• Beyrouth entre parenthèses, Sabyl Ghoussoub (L’Antilope)

    www.i24news.tvÀ moi qui ne cesse de faire l’éloge des petits formats, ce livre était fait pour plaire, tant il prouve, une fois de plus, qu’on peut dire en peu de mots bien des choses sur tous les sujets, y compris les plus complexes. Le sujet, ici, c’est Israël. Sa place au Moyen-Orient. Rien de moins. Sabyl Ghoussoub, évidemment, ne prétend pas faire, en 140 pages, le tour de la question. Mais il la déplie, avec une adresse et une insolence revigorantes.

     

    « Est-ce bien moi ce moi ?... »

     

    Notre homme est franco-libanais et travaille dans le domaine de l’image. Son narrateur aussi. Photographe et maronite, il enfreint l’interdiction faite aux citoyens libanais de se rendre en Israël. Pourquoi ? « À force d’entendre parler d’Israël depuis que je suis petit, haïr ce pays à tout va, le voir condamner de tous les maux de la planète, je n’ai eu qu’une seule envie, m’y rendre ». La syntaxe est un peu bizarre, mais enfin ça s’appelle annoncer la couleur. À l’aéroport Ben Gourion, tout commence par un très long interrogatoire (« Comment vous appelez-vous ? Votre nom de famille ? Où êtes-vous né ? Comment s’appelle votre père ? Où est-il né ?... »). Puis, enfin libéré, l’homme venu d’ailleurs visite le pays de l’Autre.

     

    Les deux parties sont de longueurs inégales et de tonalités différentes, mais ne sauraient aller l’une sans l’autre. La première est empreinte d’une forme d’humour que n’auraient pas reniée les faux voyageurs du temps des Lumières : face à l’étranger, notre vrai voyageur se trouve renvoyé, comme eux, à sa propre altérité. « Elle me teste, cherche à savoir (…) si je suis bien moi et pas un autre fourré dans mon identité (…). Madame, je me pose cette question tous les jours. Suis-je moi ? Suis-je bien moi ? (…) Est-ce bien moi ce moi, qui moi et qui je ? » Et l’interrogatoire policier de tourner à l’autobiographie en miettes doublée d’une réflexion sur la notion d’identité.

     

    « Nostalgie du présent »

     

    On n’aimerait pas être à la place des pauvres gradés, hommes ou femmes, qui interrogent le visiteur.

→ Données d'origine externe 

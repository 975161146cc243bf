//! DeepSeek chat completion client.

use async_trait::async_trait;
use reqwest::StatusCode;
use serde::{Deserialize, Serialize};
use serde_json::Value;
use tracing::{debug, error, info, warn};

use super::config::DeepSeekConfig;
use crate::error::{ModelError, Result};
use crate::message::ChatMessage;
use crate::model::{ChatModel, Completion};

/// Upstream error bodies are cut to this many characters.
pub const MAX_DETAILS_CHARS: usize = 2000;

/// Client for DeepSeek and other OpenAI-compatible chat completion APIs.
///
/// Each request goes to the primary endpoint first and moves on to the
/// `/v1` endpoint only when the primary answers 404. Any other failure is
/// returned immediately.
#[derive(Debug, Clone)]
pub struct DeepSeekClient {
    http: reqwest::Client,
    config: DeepSeekConfig,
}

// ── API request/response types ─────────────────────────────────────

#[derive(Serialize)]
struct ChatCompletionRequest<'a> {
    model: &'a str,
    messages: &'a [ChatMessage],
    temperature: f32,
    top_p: f32,
    max_tokens: u32,
    stream: bool,
}

#[derive(Deserialize)]
struct ChatCompletionResponse {
    #[serde(default)]
    choices: Vec<Choice>,
}

#[derive(Deserialize)]
struct Choice {
    message: Option<ChoiceMessage>,
}

#[derive(Deserialize)]
struct ChoiceMessage {
    content: Option<String>,
}

/// Raw answer from one endpoint.
struct UpstreamReply {
    status: StatusCode,
    body: String,
}

impl DeepSeekClient {
    /// Create a new client.
    ///
    /// # Errors
    ///
    /// Returns [`ModelError::InvalidConfig`] if the API key or model is empty.
    pub fn new(config: DeepSeekConfig) -> Result<Self> {
        Self::with_http_client(config, reqwest::Client::new())
    }

    /// Create a client that sends requests through `http`.
    pub fn with_http_client(config: DeepSeekConfig, http: reqwest::Client) -> Result<Self> {
        if config.api_key.trim().is_empty() {
            return Err(ModelError::InvalidConfig("API key must not be empty".into()));
        }
        if config.model.is_empty() {
            return Err(ModelError::InvalidConfig("model must not be empty".into()));
        }
        Ok(Self { http, config })
    }

    /// Create a client from the `DEEPSEEK_*` environment variables.
    pub fn from_env() -> Result<Self> {
        Self::new(DeepSeekConfig::from_env()?)
    }

    /// Return the client configuration.
    pub fn config(&self) -> &DeepSeekConfig {
        &self.config
    }

    async fn post_json(&self, url: &str, body: &ChatCompletionRequest<'_>) -> Result<UpstreamReply> {
        let response = self
            .http
            .post(url)
            .bearer_auth(&self.config.api_key)
            .json(body)
            .send()
            .await
            .map_err(|e| {
                error!(provider = "DeepSeek", url, error = %e, "request failed");
                ModelError::Request { url: url.to_string(), message: e.to_string() }
            })?;

        let status = response.status();
        let body = response.text().await.unwrap_or_default();
        Ok(UpstreamReply { status, body })
    }
}

#[async_trait]
impl ChatModel for DeepSeekClient {
    fn name(&self) -> &str {
        &self.config.model
    }

    async fn complete(&self, messages: Vec<ChatMessage>) -> Result<Completion> {
        let request = ChatCompletionRequest {
            model: &self.config.model,
            messages: &messages,
            temperature: self.config.sampling.temperature,
            top_p: self.config.sampling.top_p,
            max_tokens: self.config.sampling.max_tokens,
            stream: false,
        };

        let mut last_failure = None;
        for url in self.config.endpoints() {
            debug!(provider = "DeepSeek", %url, message_count = messages.len(), "sending completion request");
            let reply = self.post_json(&url, &request).await?;

            if reply.status.is_success() {
                let text = extract_completion(&reply.body).ok_or_else(|| {
                    warn!(provider = "DeepSeek", %url, "completion missing or blank");
                    ModelError::EmptyCompletion
                })?;
                info!(provider = "DeepSeek", %url, chars = text.len(), "completion received");
                return Ok(Completion { text, endpoint: url });
            }

            warn!(provider = "DeepSeek", %url, status = %reply.status, "upstream returned an error status");
            let retry = reply.status == StatusCode::NOT_FOUND;
            last_failure = Some((url, reply));
            if !retry {
                break;
            }
        }

        let (url, reply) = last_failure
            .ok_or_else(|| ModelError::InvalidConfig("no completion endpoints".into()))?;
        Err(ModelError::Upstream {
            url,
            status: reply.status.as_u16(),
            details: upstream_details(&reply.body),
        })
    }
}

/// Pull `choices[0].message.content` out of a response body, trimmed.
fn extract_completion(body: &str) -> Option<String> {
    let response: ChatCompletionResponse = serde_json::from_str(body).ok()?;
    let content = response.choices.into_iter().next()?.message?.content?;
    let trimmed = content.trim();
    (!trimmed.is_empty()).then(|| trimmed.to_string())
}

/// Serialize an upstream error body for diagnostics: parsed JSON when the
/// body is JSON, otherwise the raw text as a JSON string.
fn upstream_details(body: &str) -> String {
    let value = serde_json::from_str::<Value>(body)
        .ok()
        .filter(|v| !v.is_null())
        .unwrap_or_else(|| Value::String(body.to_string()));
    truncate_chars(&value.to_string(), MAX_DETAILS_CHARS)
}

fn truncate_chars(text: &str, max: usize) -> String {
    text.chars().take(max).collect()
}
use thiserror::Error;

pub type Result<T> = std::result::Result<T, ChatClientError>;

#[derive(Debug, Error)]
pub enum ChatClientError {
    #[error("Invalid base URL: {0}")]
    InvalidBaseUrl(String),

    #[error("HTTP error: {0}")]
    Http(#[from] reqwest::Error),

    /// Non-2xx answer; the message is the response text or
    /// `Request failed (<status>)` when the body was empty.
    #[error("{message}")]
    Status { status: u16, message: String },
}
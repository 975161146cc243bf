//! # cloudom-rag
//!
//! Site knowledge base and keyword retrieval for Cloudom Systems AI support.
//!
//! ## Overview
//!
//! - [`site_documents`] turns the marketing [`catalog`] into a fixed list of [`Document`]s.
//! - [`KeywordRetriever`] scores documents by distinct-term overlap with a query
//!   and renders the best matches as a context block for the chat proxy.
//!
//! ## Quick Start
//!
//! ```rust
//! use cloudom_rag::{DEFAULT_MAX_DOCS, build_context_for_query};
//!
//! let context = build_context_for_query("do you build shopify stores?", DEFAULT_MAX_DOCS);
//! assert!(context.contains("Shopify Store"));
//! ```

pub mod catalog;
pub mod config;
pub mod document;
pub mod error;
pub mod retriever;
pub mod site;
pub mod tokenize;

pub use config::{DEFAULT_MAX_DOCS, RetrievalConfig, RetrievalConfigBuilder};
pub use document::{Document, ScoredDocument};
pub use error::{RagError, Result};
pub use retriever::{
    KeywordRetriever, MATCH_WEIGHT, build_context_for_query, build_default_context, render_context,
};
pub use site::{KnowledgeBase, SiteKnowledge, StaticKnowledgeBase, site_documents};
pub use tokenize::Tokenizer;
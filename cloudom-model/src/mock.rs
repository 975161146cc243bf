//! Scripted [`ChatModel`] for tests.

use std::collections::VecDeque;

use async_trait::async_trait;
use tokio::sync::Mutex;

use crate::error::{ModelError, Result};
use crate::message::ChatMessage;
use crate::model::{ChatModel, Completion};

/// A [`ChatModel`] that records every request and replays queued results.
///
/// When the queue is empty it answers with a fixed default reply.
#[derive(Debug)]
pub struct MockChatModel {
    name: String,
    default_reply: String,
    responses: Mutex<VecDeque<Result<Completion>>>,
    requests: Mutex<Vec<Vec<ChatMessage>>>,
}

impl Default for MockChatModel {
    fn default() -> Self {
        Self::new("mock")
    }
}

impl MockChatModel {
    pub fn new(name: impl Into<String>) -> Self {
        Self {
            name: name.into(),
            default_reply: "Mock reply".to_string(),
            responses: Mutex::new(VecDeque::new()),
            requests: Mutex::new(Vec::new()),
        }
    }

    /// Set the reply used once the queue is exhausted.
    pub fn with_default_reply(mut self, reply: impl Into<String>) -> Self {
        self.default_reply = reply.into();
        self
    }

    /// Queue a successful completion.
    pub async fn push_reply(&self, text: impl Into<String>) {
        self.responses
            .lock()
            .await
            .push_back(Ok(Completion { text: text.into(), endpoint: "mock://".to_string() }));
    }

    /// Queue an error.
    pub async fn push_error(&self, error: ModelError) {
        self.responses.lock().await.push_back(Err(error));
    }

    /// Every message list passed to [`ChatModel::complete`], oldest first.
    pub async fn requests(&self) -> Vec<Vec<ChatMessage>> {
        self.requests.lock().await.clone()
    }
}

#[async_trait]
impl ChatModel for MockChatModel {
    fn name(&self) -> &str {
        &self.name
    }

    async fn complete(&self, messages: Vec<ChatMessage>) -> Result<Completion> {
        self.requests.lock().await.push(messages);
        match self.responses.lock().await.pop_front() {
            Some(result) => result,
            None => Ok(Completion { text: self.default_reply.clone(), endpoint: "mock://".to_string() }),
        }
    }
}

Pour mettre le bazar dans les idées et les représentations les mieux établies, il est fort… Voyez par exemple sa vision de l’Iran, inattendue au point de laisser l’officier de service perplexe : « Si je comprends bien, vous allez en Iran pour boire et coucher avec des femmes ? » Sans parler de ses projets ou réalisations artistiques : « une sorte d’album de famille où j’aurais mêlé les images de ma famille et celle d’[une] famille israélienne » ; « l’histoire d’une rencontre entre une Franco-Israélienne et un Franco-Libanais qui, à travers leurs images du quotidien en Israël et au Liban, se trouvent un territoire imaginaire commun qu’ils ont décidé d’appeler Kess Emek » (traduction : « la chatte de ta mère »).

     

    Bref, comme il le dit lui-même, notre héros aime à « désordonner l’ordre ». Et c’est ce premier moment de son récit, destructeur et joyeusement chamboule-tout, qui permet à la seconde partie d’installer, mine de rien, une autre atmosphère. Dans ce pays auquel il peut enfin accéder, mosaïque de religions, de langues, de cultures et d’idéologies, le personnage va en effet trouver paradoxalement une forme d’identité, et celle-ci naît d’un sentiment étrange : la « nostalgie du présent ». Cette nostalgie, peut-être, qui fait finalement dire au narrateur : « Est-ce mon enfance ou ce pays [le Liban] que je cherche à revoir, à reconquérir en venant en Israël ? »

     

    De l’humour noir à l’émotion, beau détour, pour un petit livre. Et salutaire leçon d’incertitude.

     

    P. A.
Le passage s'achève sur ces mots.